Task to complete - Scan the records for lines with the word "return", and copy every such line.

#### Data

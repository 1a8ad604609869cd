//! Item reconciliation for order updates.
//!
//! An update payload carries the complete intended item list. Comparing
//! it against the items currently on the order yields three sets:
//! existing items missing from the payload are deleted, payload entries
//! carrying an id update their item in place, and entries without an id
//! become new items.

use std::collections::HashSet;

use order_store::ItemId;
use rust_decimal::Decimal;

use super::{ItemChange, NewItem, OrderError, OrderItem};

/// An in-place edit of one existing item.
#[derive(Debug, Clone, PartialEq)]
pub struct ItemUpdate {
    pub id: ItemId,
    pub product_name: String,
    pub quantity: i32,
    pub unit_price: Decimal,
}

/// The effect of reconciling an incoming item list against the items
/// currently on the order.
#[derive(Debug, Clone, Default, PartialEq)]
pub struct ItemDiff {
    /// Existing items absent from the incoming list.
    pub delete: Vec<ItemId>,

    /// Incoming entries editing an existing item.
    pub update: Vec<ItemUpdate>,

    /// Incoming entries without an id.
    pub insert: Vec<NewItem>,
}

/// Computes the diff between an order's current items and the incoming
/// replacement list.
///
/// Fails with [`OrderError::ForeignItem`] when an incoming entry
/// references an item that does not belong to the order, and with
/// [`OrderError::EmptyItems`] when the incoming list would leave the
/// order without items. Nothing is applied on failure.
pub fn reconcile(existing: &[OrderItem], incoming: &[ItemChange]) -> Result<ItemDiff, OrderError> {
    let existing_ids: HashSet<ItemId> = existing.iter().map(|item| item.id).collect();
    let incoming_ids: HashSet<ItemId> = incoming.iter().filter_map(|change| change.id).collect();

    let mut diff = ItemDiff::default();

    for change in incoming {
        match change.id {
            Some(id) => {
                if !existing_ids.contains(&id) {
                    return Err(OrderError::ForeignItem { item_id: id });
                }
                diff.update.push(ItemUpdate {
                    id,
                    product_name: change.product_name.clone(),
                    quantity: change.quantity,
                    unit_price: change.unit_price,
                });
            }
            None => diff.insert.push(NewItem::new(
                change.product_name.clone(),
                change.quantity,
                change.unit_price,
            )),
        }
    }

    if diff.update.is_empty() && diff.insert.is_empty() {
        return Err(OrderError::EmptyItems);
    }

    for item in existing {
        if !incoming_ids.contains(&item.id) {
            diff.delete.push(item.id);
        }
    }

    Ok(diff)
}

########

Solution for this problem -
                    return Err(OrderError::ForeignItem { item_id: id });
        return Err(OrderError::EmptyItems);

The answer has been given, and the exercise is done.